In the early spring of 1995, while on a road trip sabbatical, I was trekking through Texas in a shiny new Ford Ranger pick-up truck. I had a study plan of sorts to legitimize my time off. I was seeking signs and expressions of American Religion during the span of Ash Wednesday through Easter—40 days of Lent I thought, until I discovered that Sundays don’t count in Lenten ciphering. I began on Fat Tuesday or Mardi Gras in New Orleans and ended on Good Friday at El Santuario de Chimayo in the Sangre de Christos Mountains of New Mexico—also known as the Lourdes of America.
I found the Big Bend region of Texas especially alluring, a huge chunk of arid hill country ablaze with blooming cactus. There are two small towns at the Northern edge: Alpine and Marfa. Marfa is famous for mysterious lights that flicker and dance in the hills and for being the staging site for the 1950s movie Giant. When I visited it had a new presence of the minimalist sculpture artist Donald Judd, who was buying property and putting up post-modern installations.
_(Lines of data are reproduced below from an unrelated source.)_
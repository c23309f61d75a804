//! Conversation dispatcher
//!
//! Takes inbound events one at a time, resolves the sender to a ledger
//! record, and turns the choice into balance changes and render requests.
//! Every failure is answered in-conversation; nothing here is fatal.

use std::sync::Arc;

use serde::{Deserialize, Serialize};
use tokio::sync::mpsc;

use gembot_catalog::Catalogs;
use gembot_ledger::{BalanceError, LedgerError, User, UserLedger};
use gembot_types::{CatalogEntry, CatalogKind, ChatId, Gems, MenuCommand, Sender};

use crate::choice::Choice;
use crate::event::InboundEvent;
use crate::messages;
use crate::pacing::{pause, Pacing};
use crate::render::{IntroPart, Render, Renderer};
use crate::sink::MessageSink;

/// Where the conversation currently stands
#[derive(Debug, Clone, Copy, PartialEq, Eq, Serialize, Deserialize)]
#[serde(rename_all = "snake_case")]
pub enum SessionState {
    /// The intro yes/no question is on screen
    AwaitingIntroChoice,
    /// The menu (or one of its lists) is on screen
    MenuActive,
}

/// What a single event resulted in
#[derive(Debug, Clone, PartialEq, Serialize)]
#[serde(tag = "outcome", rename_all = "snake_case")]
pub enum DispatchOutcome {
    IntroOffered,
    IntroShown,
    MenuShown,
    BalanceShown {
        gems: Gems,
    },
    ListShown {
        kind: CatalogKind,
    },
    Earned {
        code: String,
        amount: Gems,
        balance: Gems,
    },
    Spent {
        code: String,
        amount: Gems,
        balance: Gems,
    },
    Rejected {
        code: String,
        reason: BalanceError,
    },
    UnknownChoice {
        code: String,
    },
    Unidentified,
}

pub struct DispatcherConfig {
    pub ledger: UserLedger,
    pub catalogs: Arc<Catalogs>,
    pub sink: Arc<dyn MessageSink>,
    pub pacing: Pacing,
}

pub struct Dispatcher {
    ledger: UserLedger,
    catalogs: Arc<Catalogs>,
    sink: Arc<dyn MessageSink>,
    pacing: Pacing,
    state: Option<SessionState>,
    target: Option<ChatId>,
}

impl Dispatcher {
    pub fn new(config: DispatcherConfig) -> Self {
        Self {
            ledger: config.ledger,
            catalogs: config.catalogs,
            sink: config.sink,
            pacing: config.pacing,
            state: None,
            target: None,
        }
    }

    pub fn ledger(&self) -> &UserLedger {
        &self.ledger
    }

    pub fn catalogs(&self) -> &Catalogs {
        &self.catalogs
    }

    pub fn pacing(&self) -> &Pacing {
        &self.pacing
    }

    /// `None` until the first session starts
    pub fn session_state(&self) -> Option<SessionState> {
        self.state
    }

    /// Chat every reply is delivered to
    pub fn conversation_target(&self) -> Option<ChatId> {
        self.target
    }

    /// Drain events until every sender handle is dropped
    ///
    /// Returns the number of events handled.
    pub async fn run(&mut self, mut events: mpsc::Receiver<InboundEvent>) -> usize {
        let mut handled = 0;
        while let Some(event) = events.recv().await {
            let outcome = self.handle(event).await;
            tracing::debug!(?outcome, "Event handled");
            handled += 1;
        }
        tracing::info!(handled, "Event stream closed");
        handled
    }

    pub async fn handle(&mut self, event: InboundEvent) -> DispatchOutcome {
        match event {
            InboundEvent::SessionStart { chat, sender } => self.start_session(chat, sender).await,
            InboundEvent::Choice { chat, sender, code } => {
                self.handle_choice(chat, sender, &code).await
            }
        }
    }

    async fn start_session(&mut self, chat: ChatId, sender: Option<Sender>) -> DispatchOutcome {
        let Some(sender) = sender else {
            return self.reject_unidentified(chat).await;
        };

        let user = self.ledger.get_or_create(&sender).await;
        self.target = Some(chat);
        self.state = Some(SessionState::AwaitingIntroChoice);
        tracing::info!(
            user = %user.id,
            chat = %chat,
            username = sender.username.as_deref().unwrap_or_default(),
            "Session started"
        );

        self.emit(Render::IntroChoice).await;
        DispatchOutcome::IntroOffered
    }

    async fn handle_choice(
        &mut self,
        chat: ChatId,
        sender: Option<Sender>,
        code: &str,
    ) -> DispatchOutcome {
        let Some(sender) = sender else {
            return self.reject_unidentified(chat).await;
        };

        if self.target.is_none() {
            self.target = Some(chat);
        }

        let user = self.ledger.get_or_create(&sender).await;
        tracing::info!(user = %user.id, code = %code, "Choice received");

        match Choice::resolve(code, &self.catalogs) {
            Choice::Menu(command) => self.handle_menu(&user, command).await,
            Choice::UsefulActivity(entry) => self.handle_earn(&user, entry).await,
            Choice::Reward(entry) => self.handle_spend(&user, entry).await,
            Choice::Unknown(code) => {
                tracing::warn!(user = %user.id, code = %code, "Unknown choice code");
                self.emit(Render::Text(messages::unknown_choice(&user.name, &code)))
                    .await;
                DispatchOutcome::UnknownChoice { code }
            }
        }
    }

    async fn handle_menu(&mut self, user: &User, command: MenuCommand) -> DispatchOutcome {
        match command {
            MenuCommand::PrintIntro => {
                self.emit(Render::IntroText(IntroPart::First)).await;
                pause(self.pacing.intro_first).await;
                self.emit(Render::IntroText(IntroPart::Second)).await;
                pause(self.pacing.intro_second).await;
                self.show_menu().await;
                DispatchOutcome::IntroShown
            }
            MenuCommand::SkipIntro | MenuCommand::PrintMenu => {
                self.show_menu().await;
                DispatchOutcome::MenuShown
            }
            MenuCommand::ShowBalance => {
                let gems = self.ledger.balance(&user.id).await.unwrap_or(user.gems);
                self.emit(Render::Text(messages::balance(&user.name, gems))).await;
                self.show_menu().await;
                DispatchOutcome::BalanceShown { gems }
            }
            MenuCommand::ShowUsefulActivities => {
                self.show_list(CatalogKind::UsefulActivity).await;
                DispatchOutcome::ListShown {
                    kind: CatalogKind::UsefulActivity,
                }
            }
            MenuCommand::ShowRewards => {
                self.show_list(CatalogKind::Reward).await;
                DispatchOutcome::ListShown {
                    kind: CatalogKind::Reward,
                }
            }
        }
    }

    async fn handle_earn(&mut self, user: &User, entry: CatalogEntry) -> DispatchOutcome {
        let outcome = match self.ledger.earn(&user.id, &entry).await {
            Ok(balance) => {
                self.emit(Render::Text(messages::earned(&user.name, &entry, balance)))
                    .await;
                DispatchOutcome::Earned {
                    code: entry.code.clone(),
                    amount: entry.gems,
                    balance,
                }
            }
            Err(LedgerError::Balance(reason)) => {
                tracing::debug!(user = %user.id, code = %entry.code, %reason, "Earn rejected");
                self.emit(Render::Text(messages::earn_rejected(&user.name, &entry, &reason)))
                    .await;
                DispatchOutcome::Rejected {
                    code: entry.code.clone(),
                    reason,
                }
            }
            Err(err) => return self.ledger_failure(user, err).await,
        };

        pause(self.pacing.after_action).await;
        self.show_list(CatalogKind::UsefulActivity).await;
        outcome
    }

    async fn handle_spend(&mut self, user: &User, entry: CatalogEntry) -> DispatchOutcome {
        let outcome = match self.ledger.spend(&user.id, &entry).await {
            Ok(balance) => {
                self.emit(Render::Text(messages::spent(&user.name, &entry, balance)))
                    .await;
                DispatchOutcome::Spent {
                    code: entry.code.clone(),
                    amount: entry.gems,
                    balance,
                }
            }
            Err(LedgerError::Balance(reason)) => {
                tracing::debug!(user = %user.id, code = %entry.code, %reason, "Spend rejected");
                self.emit(Render::Text(messages::spend_rejected(&user.name, &entry, &reason)))
                    .await;
                DispatchOutcome::Rejected {
                    code: entry.code.clone(),
                    reason,
                }
            }
            Err(err) => return self.ledger_failure(user, err).await,
        };

        pause(self.pacing.after_action).await;
        self.show_list(CatalogKind::Reward).await;
        outcome
    }

    /// The user vanished between lookup and mutation
    async fn ledger_failure(&mut self, user: &User, err: LedgerError) -> DispatchOutcome {
        tracing::warn!(user = %user.id, error = %err, "Ledger rejected a resolved user");
        self.emit(Render::Text(messages::UNIDENTIFIED_USER.to_string()))
            .await;
        DispatchOutcome::Unidentified
    }

    async fn reject_unidentified(&mut self, chat: ChatId) -> DispatchOutcome {
        tracing::warn!(chat = %chat, "Event without an identifiable sender");
        let target = self.target.unwrap_or(chat);
        self.send(target, Render::Text(messages::UNIDENTIFIED_USER.to_string()))
            .await;
        DispatchOutcome::Unidentified
    }

    async fn show_menu(&mut self) {
        self.state = Some(SessionState::MenuActive);
        self.emit(Render::Menu).await;
    }

    async fn show_list(&mut self, kind: CatalogKind) {
        self.state = Some(SessionState::MenuActive);
        self.emit(Render::CatalogList(kind)).await;
    }

    /// Send to the active conversation target
    async fn emit(&self, render: Render) {
        match self.target {
            Some(chat) => self.send(chat, render).await,
            None => tracing::warn!(?render, "No conversation target, message dropped"),
        }
    }

    async fn send(&self, chat: ChatId, render: Render) {
        let message = Renderer::render(chat, &render, &self.catalogs);
        if let Err(err) = self.sink.send(message).await {
            tracing::warn!(sink = self.sink.name(), error = %err, "Failed to deliver message");
        }
    }
}

#[cfg(test)]
mod tests {
    use super::*;
    use crate::sink::MemorySink;

    fn dispatcher() -> (Dispatcher, MemorySink) {
        let sink = MemorySink::new();
        let dispatcher = Dispatcher::new(DispatcherConfig {
            ledger: UserLedger::new(),
            catalogs: Arc::new(Catalogs::builtin()),
            sink: Arc::new(sink.clone()),
            pacing: Pacing::none(),
        });
        (dispatcher, sink)
    }

    #[tokio::test]
    async fn test_session_start_sets_target_and_state() {
        let (mut dispatcher, sink) = dispatcher();
        assert_eq!(dispatcher.session_state(), None);

        let outcome = dispatcher
            .handle(InboundEvent::session_start(ChatId::new(10), Sender::new(1, "Ada")))
            .await;

        assert_eq!(outcome, DispatchOutcome::IntroOffered);
        assert_eq!(dispatcher.conversation_target(), Some(ChatId::new(10)));
        assert_eq!(
            dispatcher.session_state(),
            Some(SessionState::AwaitingIntroChoice)
        );
        assert_eq!(dispatcher.ledger().user_count().await, 1);
        assert_eq!(sink.len().await, 1);
    }

    #[tokio::test]
    async fn test_choice_before_session_adopts_chat() {
        let (mut dispatcher, sink) = dispatcher();

        dispatcher
            .handle(InboundEvent::choice(ChatId::new(5), Sender::new(1, "Ada"), "print_menu"))
            .await;

        assert_eq!(dispatcher.conversation_target(), Some(ChatId::new(5)));
        assert_eq!(dispatcher.session_state(), Some(SessionState::MenuActive));
        assert_eq!(sink.messages().await[0].chat, ChatId::new(5));
    }

    #[tokio::test]
    async fn test_replies_follow_active_target() {
        let (mut dispatcher, sink) = dispatcher();
        dispatcher
            .handle(InboundEvent::session_start(ChatId::new(1), Sender::new(1, "Ada")))
            .await;
        sink.take().await;

        dispatcher
            .handle(InboundEvent::choice(ChatId::new(2), Sender::new(1, "Ada"), "show_balance"))
            .await;

        assert!(sink.messages().await.iter().all(|m| m.chat == ChatId::new(1)));
    }

    #[tokio::test]
    async fn test_unidentified_session_start_creates_nothing() {
        let (mut dispatcher, sink) = dispatcher();

        let outcome = dispatcher
            .handle(InboundEvent::SessionStart {
                chat: ChatId::new(3),
                sender: None,
            })
            .await;

        assert_eq!(outcome, DispatchOutcome::Unidentified);
        assert_eq!(dispatcher.session_state(), None);
        assert_eq!(dispatcher.conversation_target(), None);
        assert_eq!(dispatcher.ledger().user_count().await, 0);

        let sent = sink.messages().await;
        assert_eq!(sent.len(), 1);
        assert_eq!(sent[0].chat, ChatId::new(3));
        assert_eq!(sent[0].text, messages::UNIDENTIFIED_USER);
    }

    #[tokio::test]
    async fn test_run_drains_until_closed() {
        let (mut dispatcher, sink) = dispatcher();
        let (tx, rx) = mpsc::channel(8);
        let ada = Sender::new(1, "Ada");

        tx.send(InboundEvent::session_start(ChatId::new(1), ada.clone()))
            .await
            .unwrap();
        tx.send(InboundEvent::choice(ChatId::new(1), ada, "skip_intro"))
            .await
            .unwrap();
        drop(tx);

        assert_eq!(dispatcher.run(rx).await, 2);
        assert_eq!(sink.len().await, 2);
    }
}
I drove through the Big Bend region toward the great dip of the Rio Grande. I followed El Camino Real to the dusty border town at the tip of the Big Bend, Presidio, said to be the author James Michner’s favorite place in America. There’s not much habitation in the Big Bend. But there are many collectible rocks. At a rock ranch where I spent a night camping, wild pigs snorting around me, the solitary keeper of the place, learning of my trek, told me I must visit the little Mexican city across the border from Presidio. “Ojinaga,” he declared, “has the most incredible Palm Sunday Procession you’ll ever see.”
On his recommendation, I staged a visit, daring to drive my truck into Mexico. In Presidio, I bought supplementary auto insurance, spent the night in an old motel, and got up early on Palm Sunday to visit Ojinaga, Chihuahua. No one was about when I arrived at the Plaza facing the smallish 16th century Catholic Church designated as a cathedral. I perched myself on a bench along the length of the plaza and surveyed the mounting activity. I learned that I was a rare gringo visitor and something of a curiosity.
Slowly, people began to arrive, beginning with a half dozen shoe shine and squeegee boys. They immediately approached me and we had a very halting conversation. I speak little Spanish and tried to tell one engaging boy that I was from Chicago to no effect until I said “Casa Michael Jordan.” “Ah,” the lad nodded his head. A balloon man appeared to sell from a colorful array of Disney characters. And worshippers, mostly women with children, walked across the plaza carrying flowers in their arms. More people arrived and entered the dark interior of the cathedral—all carrying flowers.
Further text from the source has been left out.